A Moment of Silence for Lucky
Though not with us anymore, the legacy of Lucky, the rescue dog who became the inspiration and real-life symbol of the sustainability education advocacy group, The TurfMutt Foundation, will continue through a rescue puppy named Mulligan.
The organization, which "promotes environmental stewardship and... has inspired millions of kids, families and teachers to become backyard superheroes by creating and sustaining suburban and urban habitat, parks, sports fields, and other green spaces," recently announced that Lucky passed away at their offices after serving the organization for a decade.
"Adopting a younger dog is a change for me, but I'm thrilled to bring Mulligan home as the new spokesdog for the TurfMutt Foundation," says Kiser. "She has big paw prints to fill after Lucky's ten years as TurfMutt, who had an extraordinary run. We still have a lot of work to do in the years to come as we educate students and families about the benefits offered by our green spaces and how to care for them."
"Mutt Mulligan" will assume spokesdog duties once her puppy training is complete. "She'll take on more activity with the TurfMutt Foundation as she matures and grow," Kiser promises. "Right now, I'm focusing on making sure Mulligan is happy and well-socialized so she is comfortable doing things like meeting students who participate in our annual contest or visiting a television studio."
The TurfMutt platform grew from a youth education program launched in 2009 in a handful of Sacramento and Washington, D.C. schools to eventually reaching 70 million students, teachers, and families through its education partners, Weekly Reader, Discovery Education and Scholastic.
The foundation states that through it all, "The message has remained the same, however: nature starts at your backdoor and everyone can help save the planet starting with their backyard."
National exposure for the program has included appearances in magazines and on major television networks, such as three seasons on the award-winning show, Lucky Dog. The U.S. Department of Education's Green Ribbon Schools, the U.S. Department of Energy, the U.S. Environmental Protection Agency, Green Apple, the Center for Green Schools, the Outdoors Alliance for Kids, the National Energy Education Development (NEED) project, Climate Change Live, Petfinder and the U.S. Fish and Wildlife Service, have used TurfMutt as a resource. Today, the youth education program is also distributed through the U.S. Green Building Council's Global Learning Lab.
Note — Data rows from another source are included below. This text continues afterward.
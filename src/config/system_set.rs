//! Named collection of user-defined systems

use crate::catalog::{normalize_name, Catalog};
use crate::crs::errors::CrsResult;
use crate::crs::ReferenceSystem;

/// User-defined systems by name, consulted before the catalog
#[derive(Debug, Clone, Default)]
pub struct SystemSet {
    systems: Vec<(String, ReferenceSystem)>,
}

impl SystemSet {
    /// Create an empty set
    pub fn new() -> Self {
        SystemSet::default()
    }

    /// Add or replace a named system
    pub fn insert(&mut self, name: &str, system: ReferenceSystem) {
        let name = normalize_name(name);
        match self.systems.iter_mut().find(|(existing, _)| *existing == name) {
            Some(entry) => entry.1 = system,
            None => self.systems.push((name, system)),
        }
    }

    /// Look up a system by name
    pub fn get(&self, name: &str) -> Option<&ReferenceSystem> {
        let name = normalize_name(name);
        self.systems
            .iter()
            .find(|(existing, _)| *existing == name)
            .map(|(_, system)| system)
    }

    /// Resolve a selector: user names first, then the catalog
    pub fn find(&self, selector: &str, catalog: &Catalog) -> CrsResult<ReferenceSystem> {
        match self.get(selector) {
            Some(system) => Ok(system.clone()),
            None => catalog.find(selector),
        }
    }

    /// Iterate over `(name, system)` pairs in insertion order
    pub fn iter(&self) -> impl Iterator<Item = (&str, &ReferenceSystem)> {
        self.systems.iter().map(|(name, system)| (name.as_str(), system))
    }

    /// Number of systems
    pub fn len(&self) -> usize {
        self.systems.len()
    }

    /// Check if the set is empty
    pub fn is_empty(&self) -> bool {
        self.systems.is_empty()
    }
}

#[cfg(test)]
mod tests {
    use super::*;
    use crate::crs::SystemDescriptor;

    #[test]
    fn test_user_names_shadow_catalog() {
        let catalog = Catalog::new();
        let mut set = SystemSet::new();
        let custom = ReferenceSystem::new(SystemDescriptor::with_details("custom wgs"));
        set.insert("WGS84", custom.clone());

        assert!(set.find("wgs84", &catalog).map(|s| s.is_same_instance(&custom)).unwrap_or(false));
        assert!(set.find("EPSG:3857", &catalog).map(|s| s.is_same_instance(&catalog.web_mercator)).unwrap_or(false));
        assert!(set.find("nowhere", &catalog).is_err());
    }

    #[test]
    fn test_insert_replaces_by_name() {
        let mut set = SystemSet::new();
        set.insert("a", ReferenceSystem::new(SystemDescriptor::with_details("first")));
        set.insert("A", ReferenceSystem::new(SystemDescriptor::with_details("second")));

        assert_eq!(set.len(), 1);
        assert_eq!(set.get("a").map(|s| s.display_label()), Some("second".to_string()));
    }
}
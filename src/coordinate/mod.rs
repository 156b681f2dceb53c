//! Coordinate handling on top of reference systems
//!
//! Points, reference-tagged points and bounding boxes, plus a transformer
//! that reports missing conversion paths as errors.

mod bbox;
mod geo_point;
mod point;
mod transform;

// Re-export key types
pub use self::bbox::BoundingBox;
pub use self::geo_point::GeoPoint;
pub use self::point::Point;
pub use self::transform::CoordinateTransformer;
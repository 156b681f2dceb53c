//! Command-line interface definition

use clap::{Arg, ArgAction, Command as ClapCommand};

/// Build the `crskit` argument parser
pub fn build_cli() -> ClapCommand {
    ClapCommand::new("crskit")
        .version(env!("CARGO_PKG_VERSION"))
        .about("Convert coordinates between coordinate reference systems")
        .arg(
            Arg::new("coordinate")
                .help("Coordinate to convert, as 'x,y' in the source system")
                .allow_hyphen_values(true)
                .required_unless_present_any(["list", "check"])
                .index(1),
        )
        .arg(
            Arg::new("from")
                .short('f')
                .long("from")
                .help("Source system (e.g. EPSG:4326, 3857, wgs84, or a name from --systems)")
                .value_name("SYSTEM")
                .default_value("wgs84"),
        )
        .arg(
            Arg::new("to")
                .short('t')
                .long("to")
                .help("Target system")
                .value_name("SYSTEM")
                .required_unless_present("list"),
        )
        .arg(
            Arg::new("systems")
                .short('s')
                .long("systems")
                .help("TOML file with additional system definitions")
                .value_name("FILE"),
        )
        .arg(
            Arg::new("list")
                .short('l')
                .long("list")
                .help("List known reference systems")
                .action(ArgAction::SetTrue),
        )
        .arg(
            Arg::new("check")
                .long("check")
                .help("Only report whether the systems are convertible")
                .action(ArgAction::SetTrue),
        )
        .arg(
            Arg::new("log")
                .long("log")
                .help("Transcript file for results")
                .value_name("FILE")
                .default_value("crskit.log"),
        )
        .arg(
            Arg::new("verbose")
                .short('v')
                .long("verbose")
                .help("Enable verbose output")
                .action(ArgAction::SetTrue),
        )
}
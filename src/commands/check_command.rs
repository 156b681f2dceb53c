//! Convertibility check command

use clap::ArgMatches;
use log::info;

use crate::catalog::Catalog;
use crate::commands::command_traits::Command;
use crate::commands::{resolve_pair, SystemPair};
use crate::config::SystemSet;
use crate::crs::errors::CrsResult;
use crate::utils::logger::Logger;

/// Command reporting whether two systems are convertible
pub struct CheckCommand<'a> {
    systems: SystemPair,
    logger: &'a Logger,
}

impl<'a> CheckCommand<'a> {
    /// Create a new check command
    pub fn new(args: &ArgMatches, catalog: &Catalog, user_systems: &SystemSet, logger: &'a Logger) -> CrsResult<Self> {
        Ok(CheckCommand {
            systems: resolve_pair(args, catalog, user_systems)?,
            logger,
        })
    }
}

impl<'a> Command for CheckCommand<'a> {
    fn execute(&self) -> CrsResult<()> {
        let SystemPair { from, to } = &self.systems;
        let convertible = from.can_convert_to(to);
        info!("Checked {} -> {}: {}", from, to, convertible);

        let verdict = if convertible { "convertible" } else { "not convertible" };
        println!("{} -> {}: {}", from, to, verdict);
        self.logger.log(&format!("{} -> {}: {}", from, to, verdict))?;

        Ok(())
    }
}
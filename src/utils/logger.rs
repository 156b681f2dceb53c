//! Logger utility for application-wide logging
//!
//! Diagnostics go through the `log` facade with `env_logger` as the backend.
//! `Logger` additionally keeps a plain-text transcript of command results
//! in a file.

use std::fs::File;
use std::io::{self, Write};
use std::path::Path;
use std::sync::Mutex;

use log::LevelFilter;

use crate::coordinate::Point;
use crate::crs::ReferenceSystem;

/// Transcript writer for command results
pub struct Logger {
    /// File handle for transcript output
    file: Mutex<Option<File>>,
}

impl Logger {
    /// Creates a new logger instance
    ///
    /// # Arguments
    ///
    /// * `log_file` - Path to the transcript file
    ///
    /// # Returns
    ///
    /// A new Logger instance or an error if the file cannot be created
    pub fn new(log_file: &str) -> io::Result<Self> {
        let file = File::create(Path::new(log_file))?;
        Ok(Logger {
            file: Mutex::new(Some(file)),
        })
    }

    /// Creates a logger that discards everything
    pub fn disabled() -> Self {
        Logger {
            file: Mutex::new(None),
        }
    }

    /// Logs a message to the transcript file
    ///
    /// # Arguments
    ///
    /// * `message` - The message to log
    pub fn log(&self, message: &str) -> io::Result<()> {
        let mut guard = self.file.lock().unwrap_or_else(|poisoned| poisoned.into_inner());
        if let Some(file) = guard.as_mut() {
            writeln!(file, "{}", message)?;
            file.flush()?;
        }
        Ok(())
    }

    /// Logs a single conversion in a formatted way
    ///
    /// # Arguments
    ///
    /// * `from` - Source reference system
    /// * `to` - Target reference system
    /// * `input` - Point in the source system
    /// * `output` - Converted point
    pub fn log_conversion(&self, from: &ReferenceSystem, to: &ReferenceSystem, input: &Point, output: &Point) -> io::Result<()> {
        self.log(&format!(
            "{} -> {}: ({}, {}) -> ({}, {})",
            from, to, input.x, input.y, output.x, output.y
        ))
    }

    /// Static method to initialize the global logger
    ///
    /// Uses `RUST_LOG` when set, otherwise `debug` for verbose runs and
    /// `warn` for normal ones.
    pub fn init_global_logger(verbose: bool) {
        let default_level = if verbose { LevelFilter::Debug } else { LevelFilter::Warn };

        let result = env_logger::Builder::from_env(
            env_logger::Env::default().default_filter_or(default_level.to_string()),
        )
        .format_timestamp(None)
        .try_init();

        if result.is_err() {
            // Logger was already set - this should not happen in normal usage
            eprintln!("Warning: Global logger was already initialized");
        }
    }
}
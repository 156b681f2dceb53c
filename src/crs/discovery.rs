//! Conversion path discovery
//!
//! Walks the graph formed by the systems' conversion tables depth-first and
//! composes the first chain of conversions that reaches the target. The
//! result is stored in the source's table so that repeated lookups are
//! direct. The first path found wins; it is not necessarily the shortest.

use std::collections::HashSet;

use log::{debug, trace};

use super::conversion::Conversion;
use super::system::ReferenceSystem;

/// Marks a system as being searched for the lifetime of the guard
///
/// The mark is removed when the guard is dropped, so every exit path out of
/// the search clears it.
struct InProgress<'a> {
    visiting: &'a mut HashSet<usize>,
    key: usize,
}

impl<'a> InProgress<'a> {
    /// Mark `system`, or return `None` if it is already being searched
    fn enter(visiting: &'a mut HashSet<usize>, system: &ReferenceSystem) -> Option<Self> {
        let key = system.key();
        if visiting.insert(key) {
            Some(InProgress { visiting, key })
        } else {
            None
        }
    }
}

impl Drop for InProgress<'_> {
    fn drop(&mut self) {
        self.visiting.remove(&self.key);
    }
}

/// Find a conversion from `source` to `target` through the conversion graph
///
/// Returns the identity conversion for equal systems (not stored), and
/// `None` if no chain of conversions connects the two.
pub(crate) fn discover(source: &ReferenceSystem, target: &ReferenceSystem) -> Option<Conversion> {
    let mut visiting = HashSet::new();
    let found = discover_from(source, target, &mut visiting);

    if found.is_none() {
        debug!("No conversion path from {} to {}", source, target);
    }

    found
}

fn discover_from(
    source: &ReferenceSystem,
    target: &ReferenceSystem,
    visiting: &mut HashSet<usize>,
) -> Option<Conversion> {
    if source.equals(target) {
        return Some(Conversion::identity());
    }

    let mut guard = match InProgress::enter(visiting, source) {
        Some(guard) => guard,
        None => {
            trace!("Skipping {}: search already in progress", source);
            return None;
        }
    };

    for (neighbor, edge) in source.edges() {
        if neighbor.equals(target) {
            trace!("Direct edge {} -> {} reaches {}", source, neighbor, target);
            source.cache_conversion(target, edge.clone());
            return Some(edge);
        }

        if let Some(inner) = discover_from(&neighbor, target, &mut *guard.visiting) {
            debug!("Discovered conversion {} -> {} via {}", source, target, neighbor);
            let composed = edge.then(&inner);
            source.cache_conversion(target, composed.clone());
            return Some(composed);
        }
    }

    None
}
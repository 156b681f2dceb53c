//! Mercator projection formulas
//!
//! Spherical (Web Mercator) and ellipsoidal (World Mercator) variants, both
//! converting to and from WGS84 longitude/latitude in degrees.

use std::f64::consts::PI;

use crate::coordinate::Point;
use super::math::{deg_to_rad, rad_to_deg};

/// WGS84 semi-major axis in meters, also the Web Mercator sphere radius
pub const SEMI_MAJOR_AXIS: f64 = 6378137.0;

/// WGS84 semi-minor axis in meters
pub const SEMI_MINOR_AXIS: f64 = 6356752.3142451793;

/// Step size below which the latitude iteration stops
pub const CONVERGENCE_TOLERANCE: f64 = 1e-9;

/// Upper bound on latitude iterations
pub const MAX_ITERATIONS: usize = 15;

/// First eccentricity of the WGS84 ellipsoid
pub fn eccentricity() -> f64 {
    let a = SEMI_MAJOR_AXIS;
    let b = SEMI_MINOR_AXIS;
    (1.0 - b * b / a / a).sqrt()
}

/// Convert Web Mercator meters to WGS84 degrees
pub fn web_mercator_to_wgs84(point: Point) -> Point {
    let r_lat = PI / 2.0 - 2.0 * f64::atan(f64::exp(-point.y / SEMI_MAJOR_AXIS));
    let r_lon = point.x / SEMI_MAJOR_AXIS;

    Point::new(rad_to_deg(r_lon), rad_to_deg(r_lat))
}

/// Convert WGS84 degrees to Web Mercator meters
pub fn wgs84_to_web_mercator(point: Point) -> Point {
    let r_lon = deg_to_rad(point.x);
    let r_lat = deg_to_rad(point.y);

    let x = SEMI_MAJOR_AXIS * r_lon;
    let y = SEMI_MAJOR_AXIS * f64::ln(f64::tan(PI / 4.0 + r_lat / 2.0));

    Point::new(x, y)
}

/// Outcome of the iterative latitude solution for World Mercator
#[derive(Debug, Clone, Copy)]
pub struct LatitudeSolution {
    /// Latitude in radians
    pub latitude: f64,
    /// Number of iterations performed
    pub iterations: usize,
    /// Size of the last correction applied
    pub last_step: f64,
}

/// Recover the latitude for a World Mercator northing by fixed-point iteration
pub fn solve_latitude(northing: f64) -> LatitudeSolution {
    let e = eccentricity();
    let half_e = e / 2.0;
    let ts = f64::exp(-northing / SEMI_MAJOR_AXIS);

    let mut phi = PI / 2.0 - 2.0 * f64::atan(ts);
    let mut dphi = 1.0_f64;
    let mut iterations = 0;

    while dphi.abs() > CONVERGENCE_TOLERANCE && iterations < MAX_ITERATIONS {
        iterations += 1;
        let con = e * phi.sin();
        dphi = PI / 2.0 - 2.0 * f64::atan(ts * ((1.0 - con) / (1.0 + con)).powf(half_e)) - phi;
        phi += dphi;
    }

    LatitudeSolution {
        latitude: phi,
        iterations,
        last_step: dphi,
    }
}

/// Convert World Mercator meters to WGS84 degrees
pub fn elliptical_mercator_to_wgs84(point: Point) -> Point {
    let r_lon = point.x / SEMI_MAJOR_AXIS;
    let r_lat = solve_latitude(point.y).latitude;

    Point::new(rad_to_deg(r_lon), rad_to_deg(r_lat))
}

/// Convert WGS84 degrees to World Mercator meters
pub fn wgs84_to_elliptical_mercator(point: Point) -> Point {
    let e = eccentricity();
    let r_lon = deg_to_rad(point.x);
    let r_lat = deg_to_rad(point.y);
    let e_sin = e * r_lat.sin();

    let x = SEMI_MAJOR_AXIS * r_lon;
    let y = SEMI_MAJOR_AXIS
        * f64::ln(f64::tan(PI / 4.0 + r_lat / 2.0) * ((1.0 - e_sin) / (1.0 + e_sin)).powf(e / 2.0));

    Point::new(x, y)
}

#[cfg(test)]
mod tests {
    use super::*;

    #[test]
    fn test_web_mercator_round_trip() {
        let moscow = Point::new(37.617673, 55.755831);
        let back = web_mercator_to_wgs84(wgs84_to_web_mercator(moscow));

        assert!(back.approx_eq(&moscow, 1e-9), "got {:?}", back);
    }

    #[test]
    fn test_web_mercator_known_values() {
        let projected = wgs84_to_web_mercator(Point::new(180.0, 0.0));
        assert!((projected.x - PI * SEMI_MAJOR_AXIS).abs() < 1e-6);
        assert!(projected.y.abs() < 1e-6);
    }

    #[test]
    fn test_elliptical_mercator_origin() {
        let origin = elliptical_mercator_to_wgs84(Point::new(0.0, 0.0));
        assert!(origin.approx_eq(&Point::new(0.0, 0.0), 1e-12), "got {:?}", origin);
    }

    #[test]
    fn test_latitude_iteration_converges() {
        for lat in (-85..=85).step_by(5) {
            let lat = lat as f64;
            let northing = wgs84_to_elliptical_mercator(Point::new(0.0, lat)).y;
            let solution = solve_latitude(northing);

            assert!(solution.iterations <= MAX_ITERATIONS);
            assert!(solution.last_step.abs() <= CONVERGENCE_TOLERANCE,
                    "latitude {} did not converge: {:?}", lat, solution);
            assert!((rad_to_deg(solution.latitude) - lat).abs() < 1e-7,
                    "latitude {} solved as {}", lat, rad_to_deg(solution.latitude));
        }
    }

    #[test]
    fn test_ellipsoid_differs_from_sphere() {
        let point = Point::new(30.0, 60.0);
        let spherical = wgs84_to_web_mercator(point);
        let ellipsoidal = wgs84_to_elliptical_mercator(point);

        assert!((spherical.x - ellipsoidal.x).abs() < 1e-6);
        assert!(ellipsoidal.y < spherical.y);
    }
}
//! Per-system table of outgoing conversions

use std::sync::Arc;

use super::conversion::Conversion;
use super::system::{ReferenceSystem, SystemRecord};

/// One outgoing edge of a reference system
struct RegistryEntry {
    /// Target system, kept alive for as long as the entry exists
    target: Arc<SystemRecord>,
    conversion: Conversion,
}

impl RegistryEntry {
    fn points_to(&self, target: &ReferenceSystem) -> bool {
        Arc::ptr_eq(&self.target, target.record())
    }
}

/// Conversions from one system to others, keyed by target identity
///
/// Entries keep their registration order. Overwriting an entry keeps its
/// original position.
#[derive(Default)]
pub struct ConversionRegistry {
    entries: Vec<RegistryEntry>,
}

impl ConversionRegistry {
    /// Create an empty registry
    pub fn new() -> Self {
        ConversionRegistry::default()
    }

    /// Store a conversion to `target`, replacing any previous one
    pub fn insert(&mut self, target: &ReferenceSystem, conversion: Conversion) {
        match self.entries.iter_mut().find(|entry| entry.points_to(target)) {
            Some(entry) => entry.conversion = conversion,
            None => self.entries.push(RegistryEntry {
                target: Arc::clone(target.record()),
                conversion,
            }),
        }
    }

    /// Look up the conversion registered for exactly this target instance
    pub fn get(&self, target: &ReferenceSystem) -> Option<Conversion> {
        self.entries
            .iter()
            .find(|entry| entry.points_to(target))
            .map(|entry| entry.conversion.clone())
    }

    /// Snapshot of all entries in registration order
    pub fn edges(&self) -> Vec<(ReferenceSystem, Conversion)> {
        self.entries
            .iter()
            .map(|entry| (ReferenceSystem::from_record(Arc::clone(&entry.target)), entry.conversion.clone()))
            .collect()
    }

    /// Number of entries
    pub fn len(&self) -> usize {
        self.entries.len()
    }
}
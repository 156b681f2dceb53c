//! Configuration of user-defined reference systems
//!
//! Systems beyond the built-in catalog are described in a TOML file and
//! resolved by name before falling back to the catalog.

pub mod definitions;
pub mod system_set;

pub use definitions::{SystemDefinition, SystemDefinitions, SystemKind};
pub use system_set::SystemSet;

/// Default file name for system definitions
pub const DEFAULT_DEFINITIONS_FILE: &str = "crskit.toml";
//! Built-in reference systems
//!
//! The catalog wires a fixed set of systems around WGS84 as the hub:
//! Geographic, Web Mercator, World Mercator and every Albers system have
//! direct conversions to and from WGS84. All other pairs are reached through
//! discovery, if at all.

pub mod albers;
pub mod math;
pub mod mercator;

use lazy_static::lazy_static;
use log::debug;
use regex::Regex;

use crate::crs::errors::{CrsError, CrsResult};
use crate::crs::{Conversion, ReferenceSystem, SystemDescriptor};

pub use self::albers::{albers_equal_area, AlbersParameters, ALBERS_SPHERE_RADIUS};

const WGS84_WKT: &str = "GEOGCS[\"GCS_WGS_1984\",DATUM[\"D_WGS_1984\",SPHEROID[\"WGS_1984\",6378137,298.257223563]],PRIMEM[\"Greenwich\",0],UNIT[\"Degree\",0.017453292519943295]]";

const WEB_MERCATOR_WKT: &str = "PROJCS[\"WGS 84 / Pseudo-Mercator\",GEOGCS[\"GCS_WGS_1984\",DATUM[\"D_WGS_1984\",SPHEROID[\"WGS_1984\",6378137,298.257223563]],PRIMEM[\"Greenwich\",0],UNIT[\"Degree\",0.017453292519943295]],PROJECTION[\"Mercator\"],PARAMETER[\"central_meridian\",0],PARAMETER[\"scale_factor\",1],PARAMETER[\"false_easting\",0],PARAMETER[\"false_northing\",0],UNIT[\"Meter\",1]]";

const WORLD_MERCATOR_WKT: &str = "PROJCS[\"WGS 84 / World Mercator\",GEOGCS[\"GCS_WGS_1984\",DATUM[\"D_WGS_1984\",SPHEROID[\"WGS_1984\",6378137,298.257223563]],PRIMEM[\"Greenwich\",0],UNIT[\"Degree\",0.017453292519943295]],PROJECTION[\"Mercator\"],PARAMETER[\"central_meridian\",0],PARAMETER[\"scale_factor\",1],PARAMETER[\"false_easting\",0],PARAMETER[\"false_northing\",0],UNIT[\"Meter\",1]]";

const MOSCOW_BESSEL_WKT: &str = "PROJCS[\"Moscow_bessel\",GEOGCS[\"GCS_Bessel_1841\",DATUM[\"D_Bessel_1841\",SPHEROID[\"Bessel_1841\",6377397.155,299.1528128]],PRIMEM[\"Greenwich\",0.0],UNIT[\"Degree\",0.0174532925199433]],PROJECTION[\"Transverse_Mercator\"],PARAMETER[\"False_Easting\",0.0],PARAMETER[\"False_Northing\",0.0],PARAMETER[\"Central_Meridian\",37.5],PARAMETER[\"Scale_Factor\",1.0],PARAMETER[\"Latitude_Of_Origin\",55.66666666666666],UNIT[\"Meter\",1.0]]";

lazy_static! {
    /// Process-wide catalog, built on first use
    pub static ref CATALOG: Catalog = Catalog::new();

    // "EPSG:3857", "epsg:3857" or a bare "3857"
    static ref CODE_SELECTOR: Regex = Regex::new(r"^(?:([A-Za-z]+):)?(\d+)$")
        .expect("code selector pattern is valid");
}

/// Owned bundle of the built-in reference systems
///
/// Each call to [`Catalog::new`] builds independent instances. Instances from
/// different bundles compare equal through their ids and WKT, but their
/// conversion tables are separate.
#[derive(Debug, Clone)]
pub struct Catalog {
    /// Euclidean coordinates with no conversions at all
    pub plain: ReferenceSystem,
    /// Geographic coordinates in latitude, longitude order
    pub geo: ReferenceSystem,
    /// WGS84 longitude, latitude in degrees
    pub wgs84: ReferenceSystem,
    /// Spherical Mercator (EPSG:3857)
    pub web_mercator: ReferenceSystem,
    /// Ellipsoidal Mercator (EPSG:3395)
    pub elliptical_mercator: ReferenceSystem,
    /// Local Transverse Mercator system on the Bessel 1841 ellipsoid
    pub moscow_bessel: ReferenceSystem,
    /// Albers instance with origin (0, 180) and standard parallels 60 and 50
    pub cylindrical_equal_area: ReferenceSystem,
}

impl Catalog {
    /// Build the catalog and wire its direct conversions
    pub fn new() -> Self {
        let plain = ReferenceSystem::new(SystemDescriptor::with_details(
            "Plain crs without any projection functions",
        ));

        let wgs84 = ReferenceSystem::new(SystemDescriptor::with_id(84, "OCG").wkt(WGS84_WKT));
        let geo = ReferenceSystem::new(SystemDescriptor::with_id(4326, "EPSG"));

        geo.register_conversion(&wgs84, Conversion::new(|point| point.swapped()));
        wgs84.register_conversion(&geo, Conversion::new(|point| point.swapped()));

        let web_mercator = ReferenceSystem::new(SystemDescriptor::with_id(3857, "EPSG").wkt(WEB_MERCATOR_WKT));
        web_mercator.register_conversion(&wgs84, Conversion::new(mercator::web_mercator_to_wgs84));
        wgs84.register_conversion(&web_mercator, Conversion::new(mercator::wgs84_to_web_mercator));

        let elliptical_mercator = ReferenceSystem::new(SystemDescriptor::with_id(3395, "EPSG").wkt(WORLD_MERCATOR_WKT));
        elliptical_mercator.register_conversion(&wgs84, Conversion::new(mercator::elliptical_mercator_to_wgs84));
        wgs84.register_conversion(&elliptical_mercator, Conversion::new(mercator::wgs84_to_elliptical_mercator));

        let moscow_bessel = ReferenceSystem::new(SystemDescriptor::with_wkt(MOSCOW_BESSEL_WKT));

        let cylindrical_equal_area = albers_equal_area(&wgs84, AlbersParameters::new(0.0, 180.0, 60.0, 50.0));

        debug!("Built reference system catalog");

        Catalog {
            plain,
            geo,
            wgs84,
            web_mercator,
            elliptical_mercator,
            moscow_bessel,
            cylindrical_equal_area,
        }
    }

    /// Create an Albers Equal-Area system wired to this catalog's WGS84
    ///
    /// # Arguments
    /// * `lat0` - Latitude of origin in degrees
    /// * `lon0` - Longitude of origin in degrees
    /// * `standard_parallel_1` - First standard parallel in degrees
    /// * `standard_parallel_2` - Second standard parallel in degrees
    pub fn albers_equal_area(
        &self,
        lat0: f64,
        lon0: f64,
        standard_parallel_1: f64,
        standard_parallel_2: f64,
    ) -> ReferenceSystem {
        albers_equal_area(
            &self.wgs84,
            AlbersParameters::new(lat0, lon0, standard_parallel_1, standard_parallel_2),
        )
    }

    /// All built-in systems with their catalog names, in catalog order
    pub fn systems(&self) -> Vec<(&'static str, &ReferenceSystem)> {
        vec![
            ("plain", &self.plain),
            ("geo", &self.geo),
            ("wgs84", &self.wgs84),
            ("web-mercator", &self.web_mercator),
            ("elliptical-mercator", &self.elliptical_mercator),
            ("moscow-bessel", &self.moscow_bessel),
            ("cylindrical-equal-area", &self.cylindrical_equal_area),
        ]
    }

    /// Resolve a selector to a built-in system
    ///
    /// Accepts an authority code ("EPSG:3857"), a bare id ("3857") or a
    /// catalog name ("web-mercator", case-insensitive, `_` or space may
    /// replace `-`).
    pub fn find(&self, selector: &str) -> CrsResult<ReferenceSystem> {
        let trimmed = selector.trim();

        if let Some(captures) = CODE_SELECTOR.captures(trimmed) {
            let authority = captures.get(1).map(|m| m.as_str());
            let id = captures[2]
                .parse::<u32>()
                .map_err(|_| CrsError::UnknownSystem(selector.to_string()))?;

            return self
                .systems()
                .into_iter()
                .map(|(_, system)| system)
                .find(|system| {
                    system.id() == Some(id)
                        && match (authority, system.authority()) {
                            (Some(wanted), Some(actual)) => wanted.eq_ignore_ascii_case(actual),
                            _ => true,
                        }
                })
                .cloned()
                .ok_or_else(|| CrsError::UnknownSystem(selector.to_string()));
        }

        let name = normalize_name(trimmed);
        self.systems()
            .into_iter()
            .find(|(system_name, _)| *system_name == name)
            .map(|(_, system)| system.clone())
            .ok_or_else(|| CrsError::UnknownSystem(selector.to_string()))
    }
}

impl Default for Catalog {
    fn default() -> Self {
        Catalog::new()
    }
}

/// Lower-case a system name and unify separators to `-`
pub fn normalize_name(name: &str) -> String {
    name.trim()
        .to_lowercase()
        .replace(|c: char| c == '_' || c == ' ', "-")
}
Kiser adds, "As adults, we want for kids to grow up to care for the environment and to appreciate the green spaces around them. Delivering a message about environmental stewardship through a dog's eyes helps because who enjoys your back yard the most? It's often our pets and children, though we're finally seeing more adults turning to spending time in green space to destress and reconnect with nature."